Analysis of impaired LTP in schizophrenia using an extended mathematical model of a tripartite synapse

One of the biological models presented in recent years to express the neuropathology of schizophrenia is based on an inactivated pathologic astrocyte in the tripartite synapse. In this study we developed a mathematical model of a tripartite synapse capable of expressing the pathologic behavior of the synapse under the aforementioned condition. Our results indicate that under pathologic conditions, there are increased nitric oxide (NO) feedback and decreased D-serine in the tripartite synapse that eventually lead to NMDAR hypofunction and subsequently abolishing of long term potentiation (LTP). Increased NO and lack of astrocytic glutamate in the synaptic cleft, which are happened after some intracellular processes, lead to increased release of glutamate from presynaptic neuron. Increased glutamate and at the same time lack of sufficient D-serine lead to fluctuations in NMDAR current with reduced amplitude and also reduced number of spikes and lower frequency in the postsynaptic potential. In other words, impaired synaptic neurotransmission, together with excessive NO-dependent phosphorylation of NMDA receptors, cause dysregulation of the NMDARs.

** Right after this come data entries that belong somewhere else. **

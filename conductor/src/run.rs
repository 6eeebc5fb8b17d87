//! Run entry points: routing, single-turn runs and planner loops.
//!
//! `run_agent` routes the message, runs either a direct turn (target cannot
//! delegate) or the planner loop (target can), and writes the run trace.

use anyhow::{Context, Result, anyhow};
use chrono::Utc;
use serde::Serialize;
use tracing::{info, instrument};
use uuid::Uuid;

use crate::core::routing::decide_route;
use crate::core::types::{
    AgentExecution, AgentManifest, OrchestrationTrace, RoutingDecision, RunTrace,
    TRACE_SCHEMA_VERSION,
};
use crate::io::config::load_config;
use crate::io::init::ConductorPaths;
use crate::io::ports::{InvokeOptions, ManifestSource, Ports, SessionRequest};
use crate::io::trace::write_trace;
use crate::orchestrate::{OrchestrationRequest, OrchestrationSettings, run_orchestration};

/// Caller options for [`run_agent`].
#[derive(Debug, Clone, Default)]
pub struct RunOptions<'a> {
    pub message: &'a str,
    pub session_ref: Option<&'a str>,
    pub force_new_session: bool,
    pub disable_session: bool,
    /// Suppress live agent output.
    pub silent: bool,
}

/// Execution result plus run metadata.
#[derive(Debug, Clone, PartialEq, Serialize)]
#[serde(rename_all = "camelCase")]
pub struct OrchestrationRunResult {
    #[serde(flatten)]
    pub execution: AgentExecution,
    pub run_id: String,
    pub entry_agent_id: String,
    pub routing: RoutingDecision,
    pub trace_path: String,
    #[serde(skip_serializing_if = "Option::is_none")]
    pub orchestration: Option<OrchestrationTrace>,
}

/// Decide entry and target agent for `message` without running anything.
pub fn route_message(
    paths: &ConductorPaths,
    manifests: &dyn ManifestSource,
    entry_agent_id: &str,
    message: &str,
) -> Result<RoutingDecision> {
    let config = load_config(&paths.config_path)?;
    let roster = manifests.list_manifests(paths)?;
    Ok(decide_route(
        &roster,
        entry_agent_id,
        message,
        &config.orchestrator_agent_id,
    ))
}

/// Fresh, sortable run identifier.
pub fn new_run_id() -> String {
    let suffix = Uuid::new_v4().simple().to_string();
    format!(
        "run-{}-{}",
        Utc::now().format("%Y%m%dT%H%M%SZ"),
        &suffix[..8]
    )
}

/// Route and execute one user message, then write its trace.
#[instrument(skip_all, fields(entry = %entry_agent_id))]
pub fn run_agent(
    paths: &ConductorPaths,
    ports: &Ports<'_>,
    entry_agent_id: &str,
    options: &RunOptions<'_>,
) -> Result<OrchestrationRunResult> {
    let config = load_config(&paths.config_path)?;
    let roster = ports
        .manifests
        .list_manifests(paths)
        .context("load agent manifests")?;
    let routing = decide_route(
        &roster,
        entry_agent_id,
        options.message,
        &config.orchestrator_agent_id,
    );
    let run_id = new_run_id();
    let started_at = Utc::now().to_rfc3339();
    info!(
        run_id = %run_id,
        target = %routing.target_agent_id,
        confidence = routing.confidence,
        "routed message"
    );

    let target = roster
        .iter()
        .find(|agent| agent.agent_id == routing.target_agent_id);
    let message = routing.rewritten_message.trim();

    let (execution, orchestration) = match target {
        _ if message.is_empty() => {
            info!("blank message, nothing to run");
            (noop_execution(target), None)
        }
        None => return Err(anyhow!("agent '{}' is not installed", routing.target_agent_id)),
        Some(target) if target.can_delegate() => {
            let outcome = run_orchestration(
                paths,
                ports,
                &OrchestrationSettings::from(&config),
                &roster,
                &OrchestrationRequest {
                    run_id: &run_id,
                    orchestrator_id: &target.agent_id,
                    user_message: message,
                    session_ref: options.session_ref,
                    force_new_session: options.force_new_session,
                    disable_session: options.disable_session,
                    silent: options.silent,
                },
            )?;
            (outcome.execution, Some(outcome.trace))
        }
        Some(target) => (
            direct_turn(paths, ports, &target.agent_id, message, options)?,
            None,
        ),
    };

    let trace_path = paths.trace_path(&run_id);
    let trace = RunTrace {
        schema_version: TRACE_SCHEMA_VERSION,
        run_id: run_id.clone(),
        started_at,
        completed_at: Utc::now().to_rfc3339(),
        entry_agent_id: routing.entry_agent_id.clone(),
        user_message: options.message.to_string(),
        routing: routing.clone(),
        execution: execution.clone(),
        orchestration: orchestration.clone(),
    };
    write_trace(&trace_path, &trace)?;
    info!(run_id = %run_id, code = execution.code, "run complete");

    Ok(OrchestrationRunResult {
        execution,
        run_id,
        entry_agent_id: routing.entry_agent_id.clone(),
        routing,
        trace_path: trace_path.display().to_string(),
        orchestration,
    })
}

fn noop_execution(target: Option<&AgentManifest>) -> AgentExecution {
    AgentExecution {
        code: 0,
        stdout: String::new(),
        stderr: String::new(),
        provider_id: target
            .map(|agent| agent.metadata.provider.clone())
            .unwrap_or_default(),
        provider_session_id: None,
    }
}

/// One session-backed turn of an agent that does not delegate.
fn direct_turn(
    paths: &ConductorPaths,
    ports: &Ports<'_>,
    agent_id: &str,
    message: &str,
    options: &RunOptions<'_>,
) -> Result<AgentExecution> {
    let prepared = ports
        .sessions
        .prepare_run_session(
            paths,
            agent_id,
            &SessionRequest {
                session_ref: options.session_ref,
                force_new: options.force_new_session,
                disable_session: options.disable_session,
                user_message: message,
            },
        )
        .with_context(|| format!("prepare session for {agent_id}"))?;

    let resume = prepared
        .session
        .as_ref()
        .and_then(|session| session.provider_session_id.as_deref());
    let execution = ports.agents.invoke_agent(
        paths,
        agent_id,
        &InvokeOptions {
            prompt: &prepared.prompt,
            silent: options.silent,
            provider_session_id: resume,
            force_new_provider_session: resume.is_none(),
        },
    )?;

    if execution.succeeded()
        && let Some(mut session) = prepared.session
    {
        if execution.provider_session_id.is_some() {
            session.provider_session_id = execution.provider_session_id.clone();
        }
        ports
            .sessions
            .record_assistant_reply(paths, &session, execution.stdout.trim())
            .with_context(|| format!("record reply for {agent_id}"))?;
    }
    Ok(execution)
}
//! `std::fs` implementation of the workspace file port.

use std::fs;
use std::path::Path;

use anyhow::{Context, Result};

use super::ports::WorkspaceFs;

#[derive(Debug, Clone, Copy, Default)]
pub struct LocalFs;

impl WorkspaceFs for LocalFs {
    fn exists(&self, path: &Path) -> bool {
        path.is_file()
    }

    /// Invalid UTF-8 is replaced, not rejected.
    fn read_file(&self, path: &Path) -> Result<String> {
        let bytes = fs::read(path).with_context(|| format!("read {}", path.display()))?;
        Ok(String::from_utf8_lossy(&bytes).into_owned())
    }

    fn write_file(&self, path: &Path, contents: &str) -> Result<()> {
        if let Some(parent) = path.parent() {
            self.ensure_dir(parent)?;
        }
        fs::write(path, contents).with_context(|| format!("write {}", path.display()))
    }

    fn ensure_dir(&self, path: &Path) -> Result<()> {
        fs::create_dir_all(path).with_context(|| format!("create directory {}", path.display()))
    }
}
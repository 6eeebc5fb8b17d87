//! Agent manifests stored as `.conductor/agents/<id>/agent.toml`.

use std::fs;

use anyhow::{Context, Result, anyhow};
use tracing::{debug, instrument, warn};

use super::init::ConductorPaths;
use super::ports::ManifestSource;
use crate::core::types::{AgentManifest, AgentMetadata};

/// Reads the roster from the agents directory.
#[derive(Debug, Clone, Copy, Default)]
pub struct FsManifestSource;

impl ManifestSource for FsManifestSource {
    #[instrument(skip_all, fields(agents_dir = %paths.agents_dir.display()))]
    fn list_manifests(&self, paths: &ConductorPaths) -> Result<Vec<AgentManifest>> {
        if !paths.agents_dir.exists() {
            debug!("agents directory missing, empty roster");
            return Ok(Vec::new());
        }
        let entries = fs::read_dir(&paths.agents_dir)
            .with_context(|| format!("read directory {}", paths.agents_dir.display()))?;

        let mut manifests = Vec::new();
        for entry in entries {
            let entry = entry.with_context(|| {
                format!("read directory entry in {}", paths.agents_dir.display())
            })?;
            if !entry.path().is_dir() {
                continue;
            }
            let Some(agent_id) = entry.file_name().to_str().map(str::to_string) else {
                warn!(path = %entry.path().display(), "skipping non-utf8 agent directory");
                continue;
            };
            if !paths.manifest_path(&agent_id).is_file() {
                debug!(agent_id, "skipping agent directory without agent.toml");
                continue;
            }
            manifests.push(load_manifest(paths, &agent_id)?);
        }
        manifests.sort_by(|a, b| a.agent_id.cmp(&b.agent_id));
        debug!(count = manifests.len(), "loaded manifests");
        Ok(manifests)
    }
}

/// Load a single agent's manifest.
pub fn load_manifest(paths: &ConductorPaths, agent_id: &str) -> Result<AgentManifest> {
    let path = paths.manifest_path(agent_id);
    let contents =
        fs::read_to_string(&path).with_context(|| format!("read manifest {}", path.display()))?;
    let metadata: AgentMetadata =
        toml::from_str(&contents).with_context(|| format!("parse manifest {}", path.display()))?;
    if metadata.provider.trim().is_empty() {
        return Err(anyhow!("manifest {} has an empty provider", path.display()));
    }
    Ok(AgentManifest {
        agent_id: agent_id.to_string(),
        metadata,
    })
}

/// Write (or overwrite) an agent's manifest.
pub fn write_manifest(paths: &ConductorPaths, manifest: &AgentManifest) -> Result<()> {
    let id = manifest.agent_id.as_str();
    if id.is_empty()
        || !id
            .chars()
            .all(|c| c.is_ascii_lowercase() || c.is_ascii_digit() || c == '-' || c == '_')
    {
        return Err(anyhow!(
            "agent id '{id}' must be lowercase letters, digits, '-' or '_'"
        ));
    }
    let dir = paths.agent_dir(id);
    fs::create_dir_all(&dir).with_context(|| format!("create directory {}", dir.display()))?;
    let mut buf = toml::to_string_pretty(&manifest.metadata).context("serialize manifest toml")?;
    buf.push('\n');
    let path = paths.manifest_path(id);
    fs::write(&path, buf).with_context(|| format!("write manifest {}", path.display()))
}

Our results indicate that there is a mutual interaction between irregularities that lead to hypofunction of NMDARs. NMDAR activity is significantly degraded and there is not any stable and persistent LTP in the pathologic tripartite synapse. Based on our results, impairment of LTP is because of increase in the phosphorylation of CaMKII and unusual and severe oscillations with high amplitude and high frequency in the phosphorylated CaMKII concentration. Perhaps the reported deficiencies in the learning and memory and even other cognitive symptoms of schizophrenia are caused by the impaired LTP and the other mentioned impairments in the tripartite synapse especially D-serine shortage, the inactivated astrocyte and abnormalities occurred in the glutamatergic neurotransmission that are likely responsible for hypofunction of NMDA receptors. We suggest that manipulation of D-serine concentration or its binding site on the NMDA receptor and also increasing the activities of astrocytic receptors particularly mGluRs may be effective targets for therapeutic approaches.